(WHAT YOU HAVE TO DO) Present each line of the entries below that holds the word "RateLimitConfig".

(RECORDS)
* * * * *
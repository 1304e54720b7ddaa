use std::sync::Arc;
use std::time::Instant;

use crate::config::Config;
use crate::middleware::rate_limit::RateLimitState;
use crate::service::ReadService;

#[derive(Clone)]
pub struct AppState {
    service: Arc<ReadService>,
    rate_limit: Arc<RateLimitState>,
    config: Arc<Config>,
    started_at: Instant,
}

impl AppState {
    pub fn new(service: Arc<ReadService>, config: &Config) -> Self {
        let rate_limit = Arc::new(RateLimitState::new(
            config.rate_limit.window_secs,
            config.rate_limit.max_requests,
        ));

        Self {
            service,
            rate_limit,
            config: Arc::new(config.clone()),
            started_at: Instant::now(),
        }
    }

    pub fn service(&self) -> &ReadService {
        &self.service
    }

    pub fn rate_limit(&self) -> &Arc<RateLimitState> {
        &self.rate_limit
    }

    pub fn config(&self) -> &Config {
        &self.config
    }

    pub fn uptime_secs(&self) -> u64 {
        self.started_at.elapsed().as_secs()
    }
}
* * * * *
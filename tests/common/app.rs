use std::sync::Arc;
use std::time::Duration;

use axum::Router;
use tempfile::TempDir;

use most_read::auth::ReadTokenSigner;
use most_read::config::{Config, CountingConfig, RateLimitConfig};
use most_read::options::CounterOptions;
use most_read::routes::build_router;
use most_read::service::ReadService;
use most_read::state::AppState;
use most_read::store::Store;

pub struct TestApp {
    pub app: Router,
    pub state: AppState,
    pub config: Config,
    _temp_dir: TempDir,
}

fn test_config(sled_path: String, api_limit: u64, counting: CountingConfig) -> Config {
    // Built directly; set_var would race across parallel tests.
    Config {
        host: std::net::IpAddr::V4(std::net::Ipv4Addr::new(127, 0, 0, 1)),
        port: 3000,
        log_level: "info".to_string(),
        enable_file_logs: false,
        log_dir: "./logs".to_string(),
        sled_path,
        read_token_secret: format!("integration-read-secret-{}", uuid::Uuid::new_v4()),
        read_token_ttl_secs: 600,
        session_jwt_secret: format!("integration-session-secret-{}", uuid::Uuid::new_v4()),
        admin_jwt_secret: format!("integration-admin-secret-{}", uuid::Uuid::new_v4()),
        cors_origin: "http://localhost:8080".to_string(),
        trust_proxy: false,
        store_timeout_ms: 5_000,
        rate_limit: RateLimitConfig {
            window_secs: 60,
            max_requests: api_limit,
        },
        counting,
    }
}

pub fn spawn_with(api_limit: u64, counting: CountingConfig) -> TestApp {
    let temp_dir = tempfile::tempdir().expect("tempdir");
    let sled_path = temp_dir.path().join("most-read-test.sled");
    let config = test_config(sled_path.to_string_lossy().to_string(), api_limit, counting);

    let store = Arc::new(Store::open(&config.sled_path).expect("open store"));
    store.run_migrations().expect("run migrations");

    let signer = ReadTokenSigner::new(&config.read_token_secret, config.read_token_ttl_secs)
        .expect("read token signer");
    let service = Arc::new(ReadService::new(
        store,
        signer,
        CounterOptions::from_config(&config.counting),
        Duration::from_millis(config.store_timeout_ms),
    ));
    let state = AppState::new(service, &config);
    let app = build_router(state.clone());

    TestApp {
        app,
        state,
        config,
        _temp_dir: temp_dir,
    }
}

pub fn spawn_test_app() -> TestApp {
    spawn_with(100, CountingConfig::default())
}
* * * * *
(RESPONSE TO THE TASK)
use most_read::config::{Config, CountingConfig, RateLimitConfig};
        rate_limit: RateLimitConfig {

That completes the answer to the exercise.